(Collected data)
----------------
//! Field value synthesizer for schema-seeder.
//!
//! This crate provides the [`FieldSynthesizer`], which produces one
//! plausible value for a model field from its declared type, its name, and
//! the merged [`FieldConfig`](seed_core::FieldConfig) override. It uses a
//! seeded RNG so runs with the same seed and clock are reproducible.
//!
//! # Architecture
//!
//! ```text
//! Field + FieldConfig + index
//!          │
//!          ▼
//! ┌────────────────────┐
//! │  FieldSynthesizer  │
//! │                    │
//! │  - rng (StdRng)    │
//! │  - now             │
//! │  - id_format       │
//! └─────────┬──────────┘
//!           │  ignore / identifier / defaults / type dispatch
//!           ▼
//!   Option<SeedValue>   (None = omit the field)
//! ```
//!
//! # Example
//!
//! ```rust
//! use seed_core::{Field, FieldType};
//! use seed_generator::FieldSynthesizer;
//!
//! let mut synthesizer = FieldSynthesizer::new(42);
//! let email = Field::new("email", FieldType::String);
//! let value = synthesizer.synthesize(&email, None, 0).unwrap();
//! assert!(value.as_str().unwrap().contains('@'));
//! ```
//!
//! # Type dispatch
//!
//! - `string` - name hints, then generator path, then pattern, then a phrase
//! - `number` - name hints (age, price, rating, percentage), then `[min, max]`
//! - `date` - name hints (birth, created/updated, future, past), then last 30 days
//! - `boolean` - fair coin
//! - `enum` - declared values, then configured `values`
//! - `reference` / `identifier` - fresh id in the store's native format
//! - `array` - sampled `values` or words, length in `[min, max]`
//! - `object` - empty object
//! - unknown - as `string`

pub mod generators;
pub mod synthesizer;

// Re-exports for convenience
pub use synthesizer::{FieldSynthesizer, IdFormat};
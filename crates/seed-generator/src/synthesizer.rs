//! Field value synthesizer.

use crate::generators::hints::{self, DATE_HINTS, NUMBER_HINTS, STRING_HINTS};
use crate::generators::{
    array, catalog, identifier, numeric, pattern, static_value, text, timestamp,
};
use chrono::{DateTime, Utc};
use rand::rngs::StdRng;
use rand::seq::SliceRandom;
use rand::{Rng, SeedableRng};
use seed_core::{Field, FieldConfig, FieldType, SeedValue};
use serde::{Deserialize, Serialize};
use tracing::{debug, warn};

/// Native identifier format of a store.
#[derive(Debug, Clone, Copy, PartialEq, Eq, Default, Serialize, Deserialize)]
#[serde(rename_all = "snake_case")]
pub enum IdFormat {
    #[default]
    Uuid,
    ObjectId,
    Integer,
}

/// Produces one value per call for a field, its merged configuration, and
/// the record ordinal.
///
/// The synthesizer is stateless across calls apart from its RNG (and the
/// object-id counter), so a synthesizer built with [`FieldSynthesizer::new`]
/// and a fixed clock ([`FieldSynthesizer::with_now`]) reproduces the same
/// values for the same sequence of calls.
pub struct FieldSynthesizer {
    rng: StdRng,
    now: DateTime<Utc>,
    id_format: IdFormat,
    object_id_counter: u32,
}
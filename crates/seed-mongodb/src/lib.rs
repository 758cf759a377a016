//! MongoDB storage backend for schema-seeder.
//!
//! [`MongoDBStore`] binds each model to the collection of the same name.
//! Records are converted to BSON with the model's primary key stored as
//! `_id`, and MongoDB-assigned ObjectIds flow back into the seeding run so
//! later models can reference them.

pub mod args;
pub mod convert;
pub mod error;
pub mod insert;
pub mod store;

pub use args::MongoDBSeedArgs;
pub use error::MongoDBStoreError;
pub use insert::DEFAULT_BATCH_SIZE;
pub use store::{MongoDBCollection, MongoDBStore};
----------------
● WORK ORDER
In the records above, locate every line with the string "rand" and copy it.

● WRITTEN REPLY
use rand::rngs::StdRng;
use rand::seq::SliceRandom;
use rand::{Rng, SeedableRng};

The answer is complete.